Transparency News 7/12/19



July 12, 2019


Follow us on Facebook and Twitter.


state & local news stories


"When asked what the town wants the residents . . . about what transpired Wednesday, Carter said: 'The answer is there will be another election.'”

Amherst Town Council voted 4-1 to expel one of its newest members, Janice Wheaton, following a closed session Wednesday night and several tense moments in recent meetings. A newcomer to Amherst town government, she has voiced frustrations with her role in the town’s decision-making in recent meetings, claiming she felt cut down and rendered ineffective. Mayor Dwayne Tuggle in an email immediately following the meeting said he isn’t commenting on the matter and deferred questions to Town Manager Sara Carter. Carter said council members would not be commenting on the matter. When asked what the town wants the residents who backed Wheaton to know about what transpired Wednesday, Carter said: “The answer is there will be another election.”
The News & Advance

Virginia Del. Nick Freitas, R-Culpeper, will have to wait a little longer to find out if he’ll be on the ballot in November after the State Board of Elections said it needs more time to get legal advice on how to handle multiple Freitas candidacy forms that were filed late. In addition to his missing certification from the party, the Freitas campaign itself failed to file a required candidacy document under the timeline laid out in state law. After going into closed session for 50 minutes, the elections board said it needed more time to confer with state lawyers before deciding the Freitas case.
Richmond Times-Dispatch

Hampton Roads' public radio station, WHRO, soon will have a news department — and a director to lead it. Rebecca Feldhaus Adams, a Kentucky native, has worked in public radio in Kentucky, Boston and most recently in Washington, D.C. In an interview this week — edited for length — she explained that she's coming to live in Virginia Beach for her spouse's doctoral program. She also discussed how she'll tackle the station's new initiative starting July 29.

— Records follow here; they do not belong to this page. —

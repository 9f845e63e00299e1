//! Integration tests: artifact script → canvas → pixels.
//!
//! Renders the catalog with the builtin glyphs so results do not depend on
//! which fonts the host has installed.

use pretty_assertions::assert_eq;
use promo_core::artifacts::{icon_set, screenshot_set};
use promo_core::artifacts::icons::{app_icon, feature_graphic};
use promo_core::artifacts::screens::add_task_dialog_screen;
use promo_core::blocks::RowState;
use promo_core::gradient::row_color;
use promo_core::model::{Bounds, Color, DrawCmd, FontSpec, Point};
use promo_core::palette::{DARK_TEXT, LIGHT_BG, MOSS_GREEN, WHITE};
use promo_core::script::ArtifactScript;
use promo_render::{Canvas, FontBook, ImageFormat, measure_text, render_script};

fn fonts() -> FontBook {
    FontBook::builtin()
}

// ─── Icon ────────────────────────────────────────────────────────────────

#[test]
fn icon_margin_band_is_background() {
    let canvas = render_script(&app_icon(512), &fonts()).unwrap();
    for i in 0..25 {
        assert_eq!(canvas.pixel(i, 256), Some(LIGHT_BG), "left band x={i}");
        assert_eq!(canvas.pixel(256, i), Some(LIGHT_BG), "top band y={i}");
        assert_eq!(canvas.pixel(511 - i, 256), Some(LIGHT_BG), "right band");
    }
    assert_eq!(canvas.pixel(256, 60), Some(WHITE));
}

#[test]
fn icon_boxes_follow_row_policy() {
    let canvas = render_script(&app_icon(512), &fonts()).unwrap();
    let s = 512.0_f32;
    for row in 0..3 {
        let b = Bounds::square(s * 0.2, s * 0.25 + row as f32 * s * 0.2, s * 0.08);
        // Clear of both the check stroke and the outline band.
        let probe = b.at_fraction(0.8, 0.8);
        let expected = match RowState::for_index(row) {
            RowState::Completed => MOSS_GREEN,
            RowState::Pending => WHITE,
        };
        assert_eq!(
            canvas.pixel(probe.x as u32, probe.y as u32),
            Some(expected),
            "row {row}"
        );
    }
}

// ─── Gradient ────────────────────────────────────────────────────────────

#[test]
fn feature_gradient_runs_top_to_bottom() {
    let canvas = render_script(&feature_graphic(), &fonts()).unwrap();
    assert_eq!(canvas.pixel(1010, 0), Some(LIGHT_BG));
    assert_eq!(canvas.pixel(1010, 499), Some(row_color(LIGHT_BG, WHITE, 499, 500)));
    let last = canvas.pixel(1010, 499).unwrap();
    assert!(last.r >= 254 && last.g >= 254 && last.b >= 254);
}

// ─── Scrim ───────────────────────────────────────────────────────────────

#[test]
fn dialog_sits_above_dimmed_list() {
    let canvas = render_script(&add_task_dialog_screen(), &fonts()).unwrap();
    assert_eq!(canvas.pixel(900, 720), Some(WHITE));
    let dimmed = canvas.pixel(540, 1800).unwrap();
    assert!(dimmed.r < 90, "expected scrim over background, got {dimmed:?}");
    assert_eq!(dimmed.a, 255);
}

// ─── Text ────────────────────────────────────────────────────────────────

#[test]
fn centered_text_lands_on_canvas_midline() {
    let book = fonts();
    let spec = FontSpec::bold(40.0);
    let mut script = ArtifactScript::new("center", 400, 80, WHITE);
    script.push(DrawCmd::centered_text(200.0, 10.0, "WidgetTodo", DARK_TEXT, spec));
    let canvas = render_script(&script, &book).unwrap();

    let width = measure_text("WidgetTodo", &book.resolve(spec)).width;
    let left = (400 - width) / 2;
    assert!(((left + width / 2) as i64 - 200).abs() <= 1);

    let inked: Vec<u32> = (0..400)
        .filter(|&x| (0..80).any(|y| canvas.pixel(x, y) != Some(WHITE)))
        .collect();
    assert_eq!(inked.first().copied(), Some(left));
    assert_eq!(inked.last().copied(), Some(left + width - 1));
}

#[test]
fn missing_font_paths_fall_back_to_builtin() {
    let book = FontBook::load("/no/such/Regular.ttf", "/no/such/Bold.ttf");
    let mut canvas = Canvas::create(200, 60, WHITE).unwrap();
    let font = book.resolve(FontSpec::regular(24.0));
    canvas.draw_text(Point::new(4.0, 4.0), "hello 世界", DARK_TEXT, &font);
    let extent = measure_text("hello 世界", &font);
    assert!(extent.width > 0 && extent.height > 0);
    let ink = (0..60)
        .flat_map(|y| (0..200).map(move |x| (x, y)))
        .filter(|&(x, y)| canvas.pixel(x, y) == Some(DARK_TEXT))
        .count();
    assert!(ink > 0);
}

// ─── Persistence ─────────────────────────────────────────────────────────

#[test]
fn saved_png_reloads_with_same_pixels() {
    let dir = tempfile::tempdir().unwrap();
    let path = dir.path().join("icon.png");
    let canvas = render_script(&app_icon(128), &fonts()).unwrap();
    canvas.save(&path, ImageFormat::Png).unwrap();

    let back = Canvas::load_png(&path).unwrap();
    assert_eq!((back.width(), back.height()), (128, 128));
    for (x, y) in [(0, 0), (64, 20), (40, 50), (127, 127)] {
        assert_eq!(back.pixel(x, y), canvas.pixel(x, y), "pixel ({x}, {y})");
    }
}

#[test]
fn save_into_missing_directory_is_io_error() {
    let dir = tempfile::tempdir().unwrap();
    let path = dir.path().join("missing").join("out.png");
    let canvas = Canvas::create(4, 4, WHITE).unwrap();
    assert!(matches!(
        canvas.save(&path, ImageFormat::Png),
        Err(promo_render::Error::Io { .. })
    ));
}

#[test]
fn load_png_rejects_non_png() {
    let dir = tempfile::tempdir().unwrap();
    let path = dir.path().join("fake.png");
    std::fs::write(&path, b"plain text").unwrap();
    assert!(matches!(
        Canvas::load_png(&path),
        Err(promo_render::Error::Decode { .. })
    ));
}

// ─── Catalog ─────────────────────────────────────────────────────────────

#[test]
fn every_artifact_renders_at_declared_size() {
    let book = fonts();
    for artifact in icon_set().into_iter().chain(screenshot_set()) {
        let canvas = render_script(&artifact.script, &book).unwrap();
        assert_eq!(
            (canvas.width(), canvas.height()),
            (artifact.script.width, artifact.script.height),
            "{}",
            artifact.file_name
        );
    }
}

#[test]
fn degenerate_rect_is_ignored() {
    let mut script = ArtifactScript::new("degenerate", 8, 8, WHITE);
    script.push(DrawCmd::Rect {
        bounds: Bounds::new(2.0, 2.0, 0.0, 4.0),
        corner_radius: 0.0,
        fill: Some(Color::rgb(0, 0, 0)),
        outline: None,
    });
    let canvas = render_script(&script, &fonts()).unwrap();
    assert_eq!(canvas.pixel(2, 3), Some(WHITE));
}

Between lawmakers’ daily allowances and costs to reimburse the mileage it took them to get to Richmond, the General Assembly’s 90-minute special session on guns cost taxpayers nearly $45,000. Senators and delegates left the Capitol Tuesday with no action on any legislation and a promise to have a bipartisan crime commission study gun violence prevention proposals instead. In addition to covering costs for legislators, Virginia Capitol Police spokesman Joe Macenka said eight officers started their shifts early and six started late Tuesday to account for the larger-than-usual — for a Tuesday, anyway — crowd assembling inside and on the grounds. That resulted in about four hours of overtime for each officer. House Clerk Paul Nardo said in an email that legislative aides aren’t paid during special sessions, and the food made available to legislators at lunchtime — they can use their per diem to pay for it — isn’t an extra cost, because the clerk’s office contracts with the Capitol cafe and cafeteria to provide that food to visitors and employees anyway. Legislative staff are working regardless of whether legislators are in session.
The Virginian-Pilot


editorials & columns

quote_3.jpg"Whether it’s Amazon or some other large company — we urge the city to be as open as possible about this proposal."

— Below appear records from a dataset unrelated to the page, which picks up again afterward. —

//! Core drawing data model for store listing artwork.
//!
//! Every artifact is a flat, ordered list of `DrawCmd` values painted onto
//! a fixed-size canvas. Commands are plain data: geometry, colors, stroke and
//! font specs. Later commands paint over earlier ones.

use serde::{Deserialize, Serialize};
use smallvec::SmallVec;

// ─── Colors ──────────────────────────────────────────────────────────────

/// RGBA color, 8 bits per channel. Serialized as a hex string.
#[derive(Debug, Clone, Copy, PartialEq, Eq, Hash, Serialize, Deserialize)]
#[serde(into = "String", try_from = "String")]
pub struct Color {
    pub r: u8,
    pub g: u8,
    pub b: u8,
    pub a: u8,
}

/// Helper to parse a single hex digit.
pub fn hex_val(c: u8) -> Option<u8> {
    match c {
        b'0'..=b'9' => Some(c - b'0'),
        b'a'..=b'f' => Some(c - b'a' + 10),
        b'A'..=b'F' => Some(c - b'A' + 10),
        _ => None,
    }
}

impl Color {
    pub const fn rgb(r: u8, g: u8, b: u8) -> Self {
        Self { r, g, b, a: 255 }
    }

    pub const fn rgba(r: u8, g: u8, b: u8, a: u8) -> Self {
        Self { r, g, b, a }
    }

    /// The same color with alpha forced to 255.
    pub const fn opaque(self) -> Self {
        Self { a: 255, ..self }
    }

    pub const fn is_opaque(&self) -> bool {
        self.a == 255
    }

    /// Parse a hex color string: `#RGB`, `#RRGGBB`, `#RRGGBBAA`.
    /// The string may optionally start with `#`.
    pub fn from_hex(hex: &str) -> Option<Self> {
        let hex = hex.strip_prefix('#').unwrap_or(hex);
        let bytes = hex.as_bytes();
        let pair = |i: usize| -> Option<u8> { Some(hex_val(bytes[i])? << 4 | hex_val(bytes[i + 1])?) };

        match bytes.len() {
            3 => Some(Self::rgb(
                hex_val(bytes[0])? * 17,
                hex_val(bytes[1])? * 17,
                hex_val(bytes[2])? * 17,
            )),
            6 => Some(Self::rgb(pair(0)?, pair(2)?, pair(4)?)),
            8 => Some(Self::rgba(pair(0)?, pair(2)?, pair(4)?, pair(6)?)),
            _ => None,
        }
    }

    /// Emit as `#RRGGBB`, or `#RRGGBBAA` when not fully opaque.
    pub fn to_hex(&self) -> String {
        if self.is_opaque() {
            format!("#{:02X}{:02X}{:02X}", self.r, self.g, self.b)
        } else {
            format!("#{:02X}{:02X}{:02X}{:02X}", self.r, self.g, self.b, self.a)
        }
    }
}

impl From<Color> for String {
    fn from(c: Color) -> Self {
        c.to_hex()
    }
}

impl TryFrom<String> for Color {
    type Error = String;

    fn try_from(s: String) -> Result<Self, Self::Error> {
        Color::from_hex(&s).ok_or_else(|| format!("invalid hex color {s:?}"))
    }
}

// ─── Stroke ──────────────────────────────────────────────────────────────

#[derive(Debug, Clone, Copy, PartialEq, Serialize, Deserialize)]
pub struct Stroke {
    pub width: f32,
    pub cap: StrokeCap,
    pub join: StrokeJoin,
}

#[derive(Debug, Clone, Copy, PartialEq, Eq, Serialize, Deserialize)]
pub enum StrokeCap {
    Butt,
    Round,
    Square,
}

#[derive(Debug, Clone, Copy, PartialEq, Eq, Serialize, Deserialize)]
pub enum StrokeJoin {
    Miter,
    Round,
    Bevel,
}

impl Stroke {
    pub const fn new(width: f32) -> Self {
        Self {
            width,
            cap: StrokeCap::Butt,
            join: StrokeJoin::Miter,
        }
    }

    /// Round interior joins, used for check glyphs.
    pub const fn curved(width: f32) -> Self {
        Self {
            width,
            cap: StrokeCap::Butt,
            join: StrokeJoin::Round,
        }
    }
}

impl Default for Stroke {
    fn default() -> Self {
        Self::new(1.0)
    }
}

/// Outline drawn inside a shape's bounding box.
#[derive(Debug, Clone, Copy, PartialEq, Serialize, Deserialize)]
pub struct Outline {
    pub color: Color,
    pub width: f32,
}

impl Outline {
    pub const fn new(color: Color, width: f32) -> Self {
        Self { color, width }
    }
}

// ─── Font / Text ─────────────────────────────────────────────────────────

#[derive(Debug, Clone, Copy, PartialEq, Eq, Hash, Serialize, Deserialize)]
pub enum FontWeight {
    Regular,
    Bold,
}

/// A font reference: weight and pixel size. Resolved to a glyph source at
/// draw time.
#[derive(Debug, Clone, Copy, PartialEq, Serialize, Deserialize)]
pub struct FontSpec {
    pub weight: FontWeight,
    pub size: f32,
}

impl FontSpec {
    pub const fn regular(size: f32) -> Self {
        Self {
            weight: FontWeight::Regular,
            size,
        }
    }

    pub const fn bold(size: f32) -> Self {
        Self {
            weight: FontWeight::Bold,
            size,
        }
    }
}

impl Default for FontSpec {
    fn default() -> Self {
        Self::regular(14.0)
    }
}

/// How a text run's anchor x is interpreted.
#[derive(Debug, Clone, Copy, PartialEq, Eq, Default, Serialize, Deserialize)]
pub enum TextAlign {
    /// Anchor is the left edge.
    #[default]
    Left,
    /// Anchor is the horizontal center of the measured ink box.
    Center,
    /// Anchor is the right edge of the measured ink box.
    Right,
}

// ─── Geometry ────────────────────────────────────────────────────────────

#[derive(Debug, Clone, Copy, PartialEq, Default, Serialize, Deserialize)]
pub struct Point {
    pub x: f32,
    pub y: f32,
}

impl Point {
    pub const fn new(x: f32, y: f32) -> Self {
        Self { x, y }
    }
}

/// Axis-aligned box in canvas pixels.
#[derive(Debug, Clone, Copy, PartialEq, Default, Serialize, Deserialize)]
pub struct Bounds {
    pub x: f32,
    pub y: f32,
    pub width: f32,
    pub height: f32,
}

impl Bounds {
    pub const fn new(x: f32, y: f32, width: f32, height: f32) -> Self {
        Self {
            x,
            y,
            width,
            height,
        }
    }

    /// Build from left/top/right/bottom edges.
    pub fn from_ltrb(left: f32, top: f32, right: f32, bottom: f32) -> Self {
        Self::new(left, top, right - left, bottom - top)
    }

    /// A `size × size` box with its top-left corner at (x, y).
    pub const fn square(x: f32, y: f32, size: f32) -> Self {
        Self::new(x, y, size, size)
    }

    pub fn right(&self) -> f32 {
        self.x + self.width
    }

    pub fn bottom(&self) -> f32 {
        self.y + self.height
    }

    pub fn center(&self) -> (f32, f32) {
        (self.x + self.width / 2.0, self.y + self.height / 2.0)
    }

    /// The point at fractional position (fx, fy) inside the box.
    pub fn at_fraction(&self, fx: f32, fy: f32) -> Point {
        Point::new(self.x + self.width * fx, self.y + self.height * fy)
    }

    /// Shrink every edge by `d`.
    pub fn inset(&self, d: f32) -> Self {
        Self::new(
            self.x + d,
            self.y + d,
            (self.width - 2.0 * d).max(0.0),
            (self.height - 2.0 * d).max(0.0),
        )
    }

    pub fn is_empty(&self) -> bool {
        self.width <= 0.0 || self.height <= 0.0
    }
}

// ─── Draw commands ───────────────────────────────────────────────────────

/// A single stateless drawing operation.
#[derive(Debug, Clone, PartialEq, Serialize, Deserialize)]
pub enum DrawCmd {
    /// Axis-aligned rectangle. `corner_radius` of 0 draws square corners.
    Rect {
        bounds: Bounds,
        corner_radius: f32,
        fill: Option<Color>,
        outline: Option<Outline>,
    },

    /// Ellipse inscribed in `bounds`.
    Ellipse {
        bounds: Bounds,
        fill: Option<Color>,
        outline: Option<Outline>,
    },

    /// Arc of the ellipse inscribed in `bounds`. Degrees run clockwise from
    /// three o'clock.
    Arc {
        bounds: Bounds,
        start_deg: f32,
        end_deg: f32,
        color: Color,
        width: f32,
    },

    /// Connected line segments.
    Polyline {
        points: SmallVec<[Point; 4]>,
        color: Color,
        stroke: Stroke,
    },

    /// A single line of text. `origin.y` is the top of the ascent line.
    Text {
        origin: Point,
        content: String,
        color: Color,
        font: FontSpec,
        align: TextAlign,
    },

    /// Row-by-row blend from `top` (first row) towards `bottom`.
    VerticalGradient {
        bounds: Bounds,
        top: Color,
        bottom: Color,
    },

    /// Full-frame translucent overlay composited over everything drawn so far.
    Scrim { color: Color },
}

impl DrawCmd {
    /// Short name for logging.
    pub fn kind_name(&self) -> &'static str {
        match self {
            DrawCmd::Rect { .. } => "rect",
            DrawCmd::Ellipse { .. } => "ellipse",
            DrawCmd::Arc { .. } => "arc",
            DrawCmd::Polyline { .. } => "polyline",
            DrawCmd::Text { .. } => "text",
            DrawCmd::VerticalGradient { .. } => "gradient",
            DrawCmd::Scrim { .. } => "scrim",
        }
    }

    /// Filled rectangle with square corners.
    pub fn fill_rect(bounds: Bounds, color: Color) -> Self {
        DrawCmd::Rect {
            bounds,
            corner_radius: 0.0,
            fill: Some(color),
            outline: None,
        }
    }

    /// Filled rounded rectangle.
    pub fn fill_round_rect(bounds: Bounds, radius: f32, color: Color) -> Self {
        DrawCmd::Rect {
            bounds,
            corner_radius: radius,
            fill: Some(color),
            outline: None,
        }
    }

    /// Outlined (unfilled) rectangle.
    pub fn stroke_rect(bounds: Bounds, radius: f32, outline: Outline) -> Self {
        DrawCmd::Rect {
            bounds,
            corner_radius: radius,
            fill: None,
            outline: Some(outline),
        }
    }

    pub fn line(points: &[Point], color: Color, stroke: Stroke) -> Self {
        DrawCmd::Polyline {
            points: SmallVec::from_slice(points),
            color,
            stroke,
        }
    }

    pub fn text(origin: Point, content: impl Into<String>, color: Color, font: FontSpec) -> Self {
        DrawCmd::Text {
            origin,
            content: content.into(),
            color,
            font,
            align: TextAlign::Left,
        }
    }

    /// Text horizontally centered on `center_x`.
    pub fn centered_text(
        center_x: f32,
        y: f32,
        content: impl Into<String>,
        color: Color,
        font: FontSpec,
    ) -> Self {
        DrawCmd::Text {
            origin: Point::new(center_x, y),
            content: content.into(),
            color,
            font,
            align: TextAlign::Center,
        }
    }
}

#[cfg(test)]
mod tests {
    use super::*;

    #[test]
    fn color_hex_roundtrip() {
        let c = Color::from_hex("#588157").unwrap();
        assert_eq!(c, Color::rgb(88, 129, 87));
        assert_eq!(c.to_hex(), "#588157");

        let c2 = Color::from_hex("000000B4").unwrap();
        assert_eq!(c2.a, 180);
        assert_eq!(c2.to_hex(), "#000000B4");
    }

    #[test]
    fn color_hex_short_form() {
        assert_eq!(Color::from_hex("#fff"), Some(Color::rgb(255, 255, 255)));
        assert_eq!(Color::from_hex("#12345"), None);
        assert_eq!(Color::from_hex("#zzzzzz"), None);
    }

    #[test]
    fn color_serializes_as_hex() {
        let json = serde_json::to_string(&Color::rgba(0, 0, 0, 180)).unwrap();
        assert_eq!(json, "\"#000000B4\"");
        let back: Color = serde_json::from_str("\"#588157\"").unwrap();
        assert_eq!(back, Color::rgb(88, 129, 87));
        assert!(serde_json::from_str::<Color>("\"#58815\"").is_err());
    }

    #[test]
    fn opaque_drops_alpha() {
        let c = Color::rgba(120, 120, 120, 128);
        assert!(!c.is_opaque());
        assert_eq!(c.opaque(), Color::rgb(120, 120, 120));
    }

    #[test]
    fn bounds_fraction_and_inset() {
        let b = Bounds::square(100.0, 200.0, 40.0);
        assert_eq!(b.at_fraction(0.25, 0.5), Point::new(110.0, 220.0));
        assert_eq!(b.at_fraction(0.75, 0.3).x, 130.0);

        let inner = b.inset(5.0);
        assert_eq!(inner, Bounds::new(105.0, 205.0, 30.0, 30.0));
        assert!(!inner.is_empty());
        assert!(b.inset(30.0).is_empty());
    }

    #[test]
    fn bounds_from_ltrb() {
        let b = Bounds::from_ltrb(25.6, 25.6, 486.4, 486.4);
        assert!((b.width - 460.8).abs() < 1e-3);
        assert!((b.bottom() - 486.4).abs() < 1e-3);
    }
}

Speculation is rife that online selling behemoth Amazon plans to build a fulfillment center in North Suffolk on Northgate Commerce Parkway.  The available clues match. Unfortunately, assuming the company can get approval from the Corps of Engineers to disturb about nine acres of wetlands that drain into Bennett’s Creek, there will be little public say in this project. There will be no public notice. No public hearings. And no way for those most accountable to the voters to stop the project if they do not feel it is in the best interest of the city. The development would require site plan approval and building plan permit approval, but those are done administratively. No matter who the hopeful user is — whether it’s Amazon or some other large company — we urge the city to be as open as possible about this proposal.